Task prompt: Where does the word "more" show up in the data? Please find each such line and copy it.

Materials provided:
//! remote-finder - command line front end
//!
//! Loads the remote host list from YAML, then either resolves a pattern
//! (`find`) or bulk-fetches every leaf matching one or more patterns
//! (`fetch`). Output is JSON on stdout, logs go to stderr.

use anyhow::{Context, Result};
use clap::{Parser, Subcommand};
use futures::StreamExt;
use remote_finder::config::{load_config, load_config_from};
use remote_finder::{FindQuery, FinderConfig, LeafNode, Node, RemoteFinder, SeriesMap, TimeInfo};
use serde::Serialize;
use time::OffsetDateTime;
use tracing::info;
use tracing_subscriber::EnvFilter;

#[derive(Debug, Parser)]
#[command(name = "remote-finder", version, about = "Query remote Graphite hosts")]
struct Cli {
    /// YAML config file (defaults to $REMOTE_FINDER_CONFIG or remote-finder.yaml)
    #[arg(long, global = true)]
    config: Option<String>,

    #[command(subcommand)]
    command: Command,
}

#[derive(Debug, Subcommand)]
enum Command {
    /// List branch and leaf nodes matching a pattern on every host
    Find {
        pattern: String,
        #[arg(long)]
        from: Option<i64>,
        #[arg(long)]
        until: Option<i64>,
    },
    /// Fetch every leaf matching the patterns in one batched call per host
    Fetch {
        #[arg(required = true)]
        patterns: Vec<String>,
        #[arg(long)]
        from: Option<i64>,
        #[arg(long)]
        until: Option<i64>,
    },
}

#[derive(Serialize)]
struct NodeView<'a> {
    path: &'a str,
    is_leaf: bool,
    host: Option<&'a str>,
}

fn to_view(node: &Node) -> NodeView<'_> {
    NodeView {
        path: node.path(),
        is_leaf: node.is_leaf(),
        host: node.as_leaf().map(|leaf| leaf.reader().remote_uri().as_str()),
    }
}

#[derive(Serialize)]
struct FetchView {
    time_info: TimeInfo,
    series: SeriesMap,
}

/// `--until` defaults to now, `--from` to one hour before it
fn resolve_window(from: Option<i64>, until: Option<i64>) -> (i64, i64) {
    let until = until.unwrap_or_else(|| OffsetDateTime::now_utc().unix_timestamp());
    let from = from.unwrap_or(until - 3600);
    (from, until)
}

#[tokio::main]
async fn main() -> Result<()> {
    dotenvy::dotenv().ok();
    tracing_subscriber::fmt()
        .with_writer(std::io::stderr)
        .with_env_filter(
            EnvFilter::try_from_default_env()
                .unwrap_or_else(|_| EnvFilter::new("remote_finder=info")),
        )
        .init();

    let cli = Cli::parse();
    let cfg: FinderConfig = match &cli.config {
        Some(path) => load_config_from(path).await,
        None => load_config().await,
    };
    if cfg.remote.remotes.is_empty() {
        anyhow::bail!("no remote hosts configured (remote.remotes is empty)");
    }
    info!(hosts = cfg.remote.remotes.len(), "loaded remote hosts");

    let finder = RemoteFinder::new(&cfg).context("failed to build HTTP client")?;

    match cli.command {
        Command::Find { pattern, from, until } => {
            let mut nodes = Box::pin(finder.find_nodes(FindQuery::new(pattern, from, until)));
            while let Some(node) = nodes.next().await {
                println!("{}", serde_json::to_string(&to_view(&node))?);
            }
        }
        Command::Fetch { patterns, from, until } => {
            let (start, end) = resolve_window(from, until);
            let mut leaves: Vec<LeafNode> = Vec::new();
            for pattern in patterns {
                let nodes = finder
                    .find_all(FindQuery::new(pattern, Some(start), Some(end)))
                    .await;
                leaves.extend(nodes.into_iter().filter_map(Node::into_leaf));
            }
            info!(leaves = leaves.len(), start, end, "fetching series");

            let (time_info, series) = finder
                .fetch_multi(&leaves, start, end)
                .await
                .context("remote host returned malformed render data")?;
            println!("{}", serde_json::to_string_pretty(&FetchView { time_info, series })?);
        }
    }

    Ok(())
}

#[cfg(test)]
mod tests {
    use super::*;

    #[test]
    fn test_resolve_window_defaults() {
        assert_eq!(resolve_window(Some(10), Some(20)), (10, 20));
        assert_eq!(resolve_window(None, Some(7200)), (3600, 7200));
    }

    #[test]
    fn test_cli_parses_fetch() {
        let cli = Cli::parse_from([
            "remote-finder",
            "fetch",
            "a.*",
            "b.c",
            "--from",
            "0",
            "--until",
            "60",
        ]);
        match cli.command {
            Command::Fetch { patterns, from, until } => {
                assert_eq!(patterns, vec!["a.*", "b.c"]);
                assert_eq!((from, until), (Some(0), Some(60)));
            }
            other => panic!("unexpected command {other:?}"),
        }
    }
}
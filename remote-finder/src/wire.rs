//! Raw render line format
//!
//! A render endpoint asked for `format=raw` answers one line per series:
//!
//! ```text
//! <path>,<start>,<end>,<step>|<v1>,<v2>,...
//! ```
//!
//! where every value is a decimal number or the literal `None`. Points are
//! implicitly timestamped `start`, `start + step`, `start + 2*step`, ...
//!
//! Everything in this module is pure: no I/O, no logging.

use crate::error::ParseError;
use serde::{Deserialize, Serialize};
use std::collections::BTreeMap;

/// Step used when no host supplied a cadence
pub const DEFAULT_STEP: i64 = 60;

/// Largest all-absent series this crate will synthesize
pub const MAX_POINTS: usize = 1 << 22;

/// Token a render endpoint uses for a missing datapoint
const NO_DATA: &str = "None";

/// Ordered datapoints of one series, `None` meaning "no data"
pub type Points = Vec<Option<f64>>;

/// Metric path -> datapoints, as returned by a bulk fetch
pub type SeriesMap = BTreeMap<String, Points>;

/// Cadence of a returned series
#[derive(Debug, Clone, Copy, PartialEq, Eq, Hash, Serialize, Deserialize)]
pub struct TimeInfo {
    pub start: i64,
    pub end: i64,
    pub step: i64,
}

impl TimeInfo {
    pub fn new(start: i64, end: i64, step: i64) -> Self {
        Self { start, end, step }
    }

    /// Number of steps covering `[start, end)`, capped at `MAX_POINTS`
    pub fn point_count(&self) -> Result<usize, ParseError> {
        if self.end <= self.start || self.step <= 0 {
            return Ok(0);
        }
        // i128 holds any i64 span plus a step without wrapping
        let span = i128::from(self.end) - i128::from(self.start);
        let step = i128::from(self.step);
        let count = (span + step - 1) / step;
        usize::try_from(count)
            .ok()
            .filter(|count| *count <= MAX_POINTS)
            .ok_or(ParseError::WindowTooLarge {
                start: self.start,
                end: self.end,
                step: self.step,
            })
    }

    /// All-absent datapoints at this cadence
    pub fn empty_points(&self) -> Result<Points, ParseError> {
        Ok(vec![None; self.point_count()?])
    }
}

impl From<(i64, i64, i64)> for TimeInfo {
    fn from((start, end, step): (i64, i64, i64)) -> Self {
        Self::new(start, end, step)
    }
}

/// One parsed render line
#[derive(Debug, Clone, PartialEq)]
pub struct RawSeries {
    pub path: String,
    pub time_info: TimeInfo,
    pub points: Points,
}

/// Synthesized all-absent series for a window with no real data
pub fn default_fill(start: i64, end: i64, step: i64) -> Result<(TimeInfo, Points), ParseError> {
    let time_info = TimeInfo::new(start, end, step);
    let points = time_info.empty_points()?;
    Ok((time_info, points))
}

/// Default mapping for a bulk fetch where no host returned anything
pub fn default_multi_fill<'a, I>(
    start: i64,
    end: i64,
    step: i64,
    paths: I,
) -> Result<(TimeInfo, SeriesMap), ParseError>
where
    I: IntoIterator<Item = &'a str>,
{
    let time_info = TimeInfo::new(start, end, step);
    let points = time_info.empty_points()?;
    let series = paths
        .into_iter()
        .map(|path| (path.to_string(), points.clone()))
        .collect();
    Ok((time_info, series))
}

/// Parses one `meta|datapoints` line.
///
/// The caller strips the line terminator. An empty datapoints segment yields
/// the default fill for `[start, end)` at the parsed step, never an empty
/// sequence. A window too wide to fill is rejected with
/// `ParseError::WindowTooLarge`.
pub fn parse_raw_line(line: &str) -> Result<RawSeries, ParseError> {
    let (meta, datapoints) = match line.split_once('|') {
        Some((meta, datapoints)) if !datapoints.contains('|') => (meta, datapoints),
        _ => return Err(ParseError::MissingSeparator(line.to_string())),
    };

    let fields: Vec<&str> = meta.split(',').collect();
    let [path, start, end, step] = fields.as_slice() else {
        return Err(ParseError::FieldCount {
            expected: 4,
            found: fields.len(),
            meta: meta.to_string(),
        });
    };

    let start = parse_int("start", start)?;
    let end = parse_int("end", end)?;
    let step = parse_int("step", step)?;
    if step <= 0 {
        return Err(ParseError::InvalidStep(step));
    }

    let points = parse_datapoints(datapoints)?;
    let (time_info, points) = if points.is_empty() {
        default_fill(start, end, step)?
    } else {
        (TimeInfo::new(start, end, step), points)
    };

    Ok(RawSeries {
        path: path.to_string(),
        time_info,
        points,
    })
}

fn parse_int(field: &'static str, value: &str) -> Result<i64, ParseError> {
    value.parse::<i64>().map_err(|_| ParseError::InvalidInteger {
        field,
        value: value.to_string(),
    })
}

fn parse_datapoints(segment: &str) -> Result<Points, ParseError> {
    if segment.is_empty() {
        return Ok(Vec::new());
    }
    segment
        .split(',')
        .map(|token| match token {
            NO_DATA => Ok(None),
            _ => token
                .parse::<f64>()
                .map(Some)
                .map_err(|_| ParseError::InvalidDatapoint(token.to_string())),
        })
        .collect()
}
use crate::client::RemoteClient;
use crate::error::{ParseError, Result};
use crate::intervals::{Interval, IntervalSet};
use crate::wire::{default_fill, parse_raw_line, Points, TimeInfo, DEFAULT_STEP};
use crate::RemoteHost;
use time::OffsetDateTime;
use tracing::{debug, warn};

/// Reader bound to one (host, metric path) pair.
///
/// The interval bounds are fixed when the reader is built. A missing end is
/// frozen to the construction-time "now" and does not advance afterwards, so
/// a long-lived reader keeps reporting the upper bound it was created with.
#[derive(Debug, Clone)]
pub struct RemoteReader {
    client: RemoteClient,
    remote_uri: RemoteHost,
    metric_name: String,
    interval: Interval,
}

impl RemoteReader {
    pub fn new(
        client: RemoteClient,
        remote_uri: RemoteHost,
        metric_name: impl Into<String>,
        interval_start: Option<i64>,
        interval_end: Option<i64>,
    ) -> Self {
        let interval_start = interval_start.unwrap_or(0);
        let interval_end =
            interval_end.unwrap_or_else(|| OffsetDateTime::now_utc().unix_timestamp());
        Self {
            client,
            remote_uri,
            metric_name: metric_name.into(),
            interval: Interval::new(interval_start, interval_end),
        }
    }

    pub fn remote_uri(&self) -> &RemoteHost {
        &self.remote_uri
    }

    pub fn metric_name(&self) -> &str {
        &self.metric_name
    }

    /// The single interval recorded at construction; never does I/O
    pub fn get_intervals(&self) -> IntervalSet {
        debug!(
            reader = "remote",
            remote_uri = %self.remote_uri,
            metric_path = %self.metric_name,
            "get_intervals"
        );
        IntervalSet::new(vec![self.interval])
    }

    /// Series for `[start_time, end_time)`.
    ///
    /// Unreachable hosts, non-200 answers and empty bodies yield the default
    /// all-absent fill. A body that does not parse, or that carries more than
    /// one line, is returned as an error.
    pub async fn fetch(&self, start_time: i64, end_time: i64) -> Result<(TimeInfo, Points)> {
        debug!(
            reader = "remote",
            remote_uri = %self.remote_uri,
            metric_path = %self.metric_name,
            start = start_time,
            end = end_time,
            "fetch"
        );

        let body = match self
            .client
            .render(&self.remote_uri, &[self.metric_name.as_str()], start_time, end_time)
            .await
        {
            Ok(body) => body,
            Err(e) => {
                warn!(
                    remote_uri = %self.remote_uri,
                    metric_path = %self.metric_name,
                    error = %e,
                    "fetch failed, using default fill"
                );
                return Ok(default_fill(start_time, end_time, DEFAULT_STEP)?);
            }
        };

        let line = body.trim_end();
        if line.is_empty() {
            return Ok(default_fill(start_time, end_time, DEFAULT_STEP)?);
        }
        if line.contains('\n') {
            return Err(ParseError::UnexpectedLines(line.lines().count()).into());
        }

        let series = parse_raw_line(line)?;
        Ok((series.time_info, series.points))
    }
}

#[cfg(test)]
mod tests {
    use super::*;
    use crate::error::FinderError;
    use std::time::Duration;

    fn client() -> RemoteClient {
        RemoteClient::new(Duration::from_secs(1), Duration::from_secs(1)).unwrap()
    }

    #[test]
    fn test_explicit_interval_is_returned_verbatim() {
        let reader = RemoteReader::new(client(), "http://a".into(), "a.b.c", Some(100), Some(200));
        let first = reader.get_intervals();
        assert_eq!(first.as_slice(), &[Interval::new(100, 200)]);
        std::thread::sleep(Duration::from_millis(5));
        assert_eq!(reader.get_intervals(), first);
    }

    #[test]
    fn test_missing_bounds_default_to_zero_and_frozen_now() {
        let before = OffsetDateTime::now_utc().unix_timestamp();
        let reader = RemoteReader::new(client(), "http://a".into(), "a.b.c", None, None);
        let after = OffsetDateTime::now_utc().unix_timestamp();

        let intervals = reader.get_intervals();
        let interval = intervals.as_slice()[0];
        assert_eq!(interval.start, 0);
        assert!(interval.end >= before && interval.end <= after);

        // frozen at construction
        std::thread::sleep(Duration::from_millis(1100));
        assert_eq!(reader.get_intervals().as_slice()[0].end, interval.end);
    }

    #[test]
    fn test_inverted_bounds_collapse() {
        let reader = RemoteReader::new(client(), "http://a".into(), "a", Some(300), Some(100));
        assert_eq!(reader.get_intervals().as_slice(), &[Interval { start: 300, end: 300 }]);
    }

    #[tokio::test]
    async fn test_fetch_rejects_unfillable_window_without_panicking() {
        // nothing listens on port 9, so the default fill path is taken
        let reader = RemoteReader::new(client(), "http://127.0.0.1:9".into(), "a", None, None);
        let err = reader.fetch(i64::MIN, i64::MAX).await.unwrap_err();
        assert!(matches!(err, FinderError::Parse(ParseError::WindowTooLarge { .. })));
    }
}
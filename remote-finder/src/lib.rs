//! Remote finder - metric discovery and series fetch across remote hosts
//!
//! Resolves metric-name patterns and time-series data from a set of remote
//! Graphite-compatible servers and merges their answers, so a caller does not
//! need to know how many hosts were consulted:
//! - `RemoteFinder::find_nodes`: completer query fanned out to every host
//! - `RemoteFinder::fetch_multi`: one batched raw render per host
//! - `RemoteReader`: interval and fetch queries for one (host, path) pair
//! - `wire::parse_raw_line`: parser for the `meta|datapoints` render format
//!
//! Unreachable or silent hosts degrade to "no data" (all-absent series);
//! hosts answering with a malformed protocol line raise `FinderError::Parse`.

pub mod client;
pub mod config;
pub mod error;
pub mod finder;
pub mod host;
pub mod intervals;
pub mod node;
pub mod reader;
pub mod wire;

pub use client::{MetricEntry, RemoteClient};
pub use config::{load_config, FinderConfig, RemoteConf};
pub use error::{FinderError, ParseError, Result};
pub use finder::{group_by_host, FindQuery, HostGroup, RemoteFinder};
pub use host::RemoteHost;
pub use intervals::{Interval, IntervalSet};
pub use node::{BranchNode, LeafNode, Node, FETCH_MULTI_TAG};
pub use reader::RemoteReader;
pub use wire::{parse_raw_line, Points, RawSeries, SeriesMap, TimeInfo, DEFAULT_STEP, MAX_POINTS};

Response to the exercise:
//! (`find`) or bulk-fetches every leaf matching one or more patterns
    /// all-absent fill. A body that does not parse, or that carries more than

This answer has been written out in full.